Checking for Readiness
- 1Wait until your baby is at least 6 months old. Most babies will not be ready to hold a bottle on their own until they are at least 6 months old. If your baby is younger than 6 months, wait until they are a little older. Some babies don’t develop this skill until much later, such as around 10 to 12 months.
2Watch to see if your baby grasps objects and holds them in one hand. These motor skills may indicate that your baby is capable of holding their bottle. If your baby is not yet doing these things, then they probably won’t be ready to hold their own bottle. However, if your baby is grasping objects and holding them in one hand, they might be ready for self-feeding.
- Keep in mind that all babies are different, so they develop skills at their own pace. Allow your baby to take the lead and do what they’re ready to do.

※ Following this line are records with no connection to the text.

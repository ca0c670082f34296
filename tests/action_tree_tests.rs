use std::cell::Cell;
use std::rc::Rc;
use std::sync::atomic::{AtomicBool, Ordering};
use std::sync::Arc;
use zzcombat::*;

/// Resolver pinned to one outcome.
struct Forced(Outcome);

impl RollResolver for Forced {
    fn check(&self, _: &ActionContext, _: &Encounter) -> Result<RollCheck, CombatError> {
        Ok(RollCheck::new(11, 0))
    }

    fn resolve_roll(
        &self,
        ctx: &ActionContext,
        encounter: &mut Encounter,
    ) -> Result<RollRecord, CombatError> {
        let roll = match self.0 {
            Outcome::CriticalFailure => 1,
            Outcome::Failure => 6,
            Outcome::Success => 14,
            _ => 20,
        };
        Ok(self.check(ctx, encounter)?.record(roll))
    }

    fn success_chance(&self, _: RollCheck) -> OutcomeChances {
        OutcomeChances::certain(self.0)
    }
}

/// Child that only records whether it ran.
#[derive(Default)]
struct Flag(AtomicBool);

impl Action for Flag {
    fn execute(&self, _: &ActionContext, _: &mut Encounter) -> Result<(), CombatError> {
        self.0.store(true, Ordering::SeqCst);
        Ok(())
    }

    fn approximate(
        &self,
        _: &ActionContext,
        _: &Encounter,
    ) -> Result<ActionApproximation, CombatError> {
        Ok(ActionApproximation::new())
    }
}

/// Records that it ran and projects one point of damage on `imp`.
#[derive(Default)]
struct Marker(AtomicBool);

impl Action for Marker {
    fn execute(&self, _: &ActionContext, _: &mut Encounter) -> Result<(), CombatError> {
        self.0.store(true, Ordering::SeqCst);
        Ok(())
    }

    fn approximate(
        &self,
        _: &ActionContext,
        _: &Encounter,
    ) -> Result<ActionApproximation, CombatError> {
        let mut approx = ActionApproximation::new();
        approx.add_damage(&EntityId::from_str("imp"), 1);
        Ok(approx)
    }
}

/// Always refers to an entity that is not in the encounter.
struct Vanished;

impl Action for Vanished {
    fn execute(&self, _: &ActionContext, _: &mut Encounter) -> Result<(), CombatError> {
        Err(CombatError::UnknownEntity(EntityId::from_str("ghost")))
    }

    fn approximate(
        &self,
        _: &ActionContext,
        _: &Encounter,
    ) -> Result<ActionApproximation, CombatError> {
        Err(CombatError::UnknownEntity(EntityId::from_str("ghost")))
    }
}

/// Deals its damage at most once per target per traversal.
struct OncePerTarget(DealDamage);

impl Action for OncePerTarget {
    fn execute(&self, ctx: &ActionContext, encounter: &mut Encounter) -> Result<(), CombatError> {
        if ctx.try_activate("thorns", &ctx.target().entity) {
            self.0.apply(ctx, encounter)?;
        }
        Ok(())
    }

    fn approximate(
        &self,
        ctx: &ActionContext,
        encounter: &Encounter,
    ) -> Result<ActionApproximation, CombatError> {
        self.0.approximate(ctx, encounter)
    }
}

fn id(s: &str) -> EntityId {
    EntityId::from_str(s)
}

fn combatant(name: &str, dex: i32) -> Character {
    let stats: StatsRegistry = [
        Stat::new(StatCategory::armor_class(), 13),
        Stat::new(StatCategory::attack_bonus(), 4),
        Stat::new(StatCategory::from_str("DEX"), dex),
    ]
    .into_iter()
    .collect();
    Character::new(name, name)
        .with_stats(stats)
        .with_vitals(Vitals::with_health(40).unwrap())
        .with_resistances(Resistances::new())
}

fn arena() -> Encounter {
    let mut encounter = Encounter::new(EncounterConfig::default().with_seed(21));
    encounter.add_character(combatant("wizard", 1)).unwrap();
    encounter.add_character(combatant("ogre", 2)).unwrap();
    encounter.add_character(combatant("imp", 0)).unwrap();
    encounter.add_character(Character::new("statue", "Statue")).unwrap();
    encounter
}

fn damage(label: &str, amount: i32) -> Arc<dyn Action> {
    Arc::new(
        ActionNode::builder(label)
            .with_effect(Arc::new(DealDamage::new(amount, DamageType::Magical)))
            .build(),
    )
}

fn health(encounter: &Encounter, who: &str) -> i32 {
    encounter
        .character(&id(who))
        .unwrap()
        .vitals()
        .unwrap()
        .current_health()
}

/// Fireball: DC 14 DEX save, full damage on a failed save, half on a
/// success, nothing on a critical success.
fn fireball(resolver: Arc<dyn RollResolver>) -> ActionNode {
    ActionNode::builder("fireball")
        .with_roll(resolver)
        .on_critical_failure(damage("full", 20))
        .on_failure(damage("full", 20))
        .on_success(damage("half", 10))
        .build()
}

#[test]
fn test_child_flag_follows_forced_outcome() {
    let mut encounter = arena();
    let ctx = ActionContext::new("wizard", Target::entity("ogre"), "probe");

    let child = Arc::new(Flag::default());
    let node = ActionNode::builder("probe")
        .with_roll(Arc::new(Forced(Outcome::Failure)))
        .on_success(child.clone())
        .build();
    node.execute(&ctx, &mut encounter).unwrap();
    assert!(!child.0.load(Ordering::SeqCst));

    let child = Arc::new(Flag::default());
    let node = ActionNode::builder("probe")
        .with_roll(Arc::new(Forced(Outcome::Success)))
        .on_success(child.clone())
        .build();
    node.execute(&ctx, &mut encounter).unwrap();
    assert!(child.0.load(Ordering::SeqCst));
}

#[test]
fn test_saving_throw_tree_approximation() {
    let encounter = arena();
    let save = SavingThrow::new(14).with_save_stat(StatCategory::from_str("DEX"));
    let tree = fireball(Arc::new(save));

    // Ogre saves at +2 against 14: failure 0.5, success 0.4, crits 0.05.
    // 20 * 0.5 + 20 * 0.05 + 10 * 0.4 = 15
    let ctx = ActionContext::new("wizard", Target::entity("ogre"), "fireball");
    let approx = tree.approximate(&ctx, &encounter).unwrap();
    assert_eq!(approx.damage_to(&id("ogre")), 15);
    assert_eq!(approx.kill_chance_of(&id("ogre")), 0.0);

    // Approximating leaves the world untouched.
    assert_eq!(health(&encounter, "ogre"), 40);
}

#[test]
fn test_area_tree_skips_targets_without_vitals() {
    let mut encounter = arena();
    let downed = Rc::new(Cell::new(0));
    let sink = Rc::clone(&downed);
    encounter
        .bus()
        .subscribe(Scope::Any, move |_: &CharacterDowned| sink.set(sink.get() + 1));

    let tree = ActionNode::builder("fireball")
        .with_targeting(Arc::new(FixedTargets(vec![
            Target::entity("ogre"),
            Target::entity("statue"),
            Target::entity("imp"),
        ])))
        .with_roll(Arc::new(Forced(Outcome::Failure)))
        .on_failure(damage("full", 20))
        .build();
    let action = GameAction::new("fireball").with_child(Arc::new(tree));

    let ctx = action.context("wizard", Target::entity("ogre"));
    action.execute(&ctx, &mut encounter).unwrap();
    action.execute(&ctx, &mut encounter).unwrap();

    assert_eq!(health(&encounter, "ogre"), 0);
    assert_eq!(health(&encounter, "imp"), 0);
    assert_eq!(downed.get(), 2);

    let approx = action.approximate(&ctx, &encounter).unwrap();
    assert!(approx.is_empty());
}

#[test]
fn test_trigger_fires_once_per_traversal() {
    let mut encounter = arena();
    let thorns: Arc<dyn Action> = Arc::new(OncePerTarget(DealDamage::new(3, DamageType::True)));
    let action = GameAction::new("double_strike")
        .with_child(Arc::new(
            ActionNode::builder("first").always(Arc::clone(&thorns)).build(),
        ))
        .with_child(Arc::new(
            ActionNode::builder("second").always(Arc::clone(&thorns)).build(),
        ));

    action
        .execute(&action.context("wizard", Target::entity("imp")), &mut encounter)
        .unwrap();
    assert_eq!(health(&encounter, "imp"), 37);

    // A fresh context starts a fresh traversal.
    action
        .execute(&action.context("wizard", Target::entity("imp")), &mut encounter)
        .unwrap();
    assert_eq!(health(&encounter, "imp"), 34);
}

#[test]
fn test_attack_then_effect_tree() {
    let mut encounter = arena();
    let sunder = StatusEffect::new("sundered").with_modifier(
        StatCategory::armor_class(),
        ModifierKind::Flat {
            value: StatValue::Int(-3),
        },
    );
    let tree = ActionNode::builder("sunder")
        .with_roll(Arc::new(Forced(Outcome::CriticalSuccess)))
        .on_critical_success(Arc::new(
            ActionNode::builder("crack")
                .with_effect(Arc::new(ApplyEffect(sunder)))
                .build(),
        ))
        .build();

    let ctx = ActionContext::new("wizard", Target::entity("ogre"), "sunder");
    let approx = tree.approximate(&ctx, &encounter).unwrap();
    assert_eq!(approx.effect_chance(&id("ogre"), "sundered"), 1.0);

    tree.execute(&ctx, &mut encounter).unwrap();
    let ogre = encounter.character(&id("ogre")).unwrap();
    assert!(ogre.has_effect("sundered"));
    assert_eq!(
        ogre.stat_value(&StatCategory::armor_class()).unwrap(),
        StatValue::Int(10)
    );
}

#[test]
fn test_skipped_effect_still_runs_children() {
    let mut encounter = arena();
    let marker = Arc::new(Marker::default());
    let node = ActionNode::builder("smash")
        .with_effect(Arc::new(DealDamage::new(5, DamageType::Physical)))
        .always(marker.clone())
        .build();

    // The statue has no vitals, so the damage is skipped but the child is not.
    let ctx = ActionContext::new("wizard", Target::entity("statue"), "smash");
    let approx = node.approximate(&ctx, &encounter).unwrap();
    assert_eq!(approx.damage_to(&id("statue")), 0);
    assert_eq!(approx.damage_to(&id("imp")), 1);

    node.execute(&ctx, &mut encounter).unwrap();
    assert!(marker.0.load(Ordering::SeqCst));
}

#[test]
fn test_failed_child_does_not_stop_siblings() {
    let mut encounter = arena();
    let marker = Arc::new(Marker::default());
    let node = ActionNode::builder("combo")
        .always(Arc::new(Vanished))
        .always(marker.clone())
        .build();

    let ctx = ActionContext::new("wizard", Target::entity("ogre"), "combo");
    let approx = node.approximate(&ctx, &encounter).unwrap();
    assert_eq!(approx.damage_to(&id("imp")), 1);

    node.execute(&ctx, &mut encounter).unwrap();
    assert!(marker.0.load(Ordering::SeqCst));
}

3Place the bottle in your baby’s play area to see if they pick it up. If your baby is uninterested in holding their own bottle, then they might not be ready for self-feeding. If your baby picks up the bottle and brings it to their mouth, then they might be ready to try self-feeding.
- Your baby may also transfer objects from one hand to the other if they’re ready to hold their own bottle.
- Try leaving the bottle empty or filling it only partway to avoid having a mess in your child’s play area.
Safety Precaution: Never place a bottle into your baby’s crib with them or allow them to crawl or walk around with a bottle in their hand or mouth.4Consult your child’s pediatrician if you are concerned. If you have any concerns at all about your baby’s motor skills, make an appointment with your baby’s pediatrician. They can evaluate them to see if they are developing normally.
- For example, if your baby is not grasping objects at 6 months, then you might consult with your child’s pediatrician to ensure that everything is okay.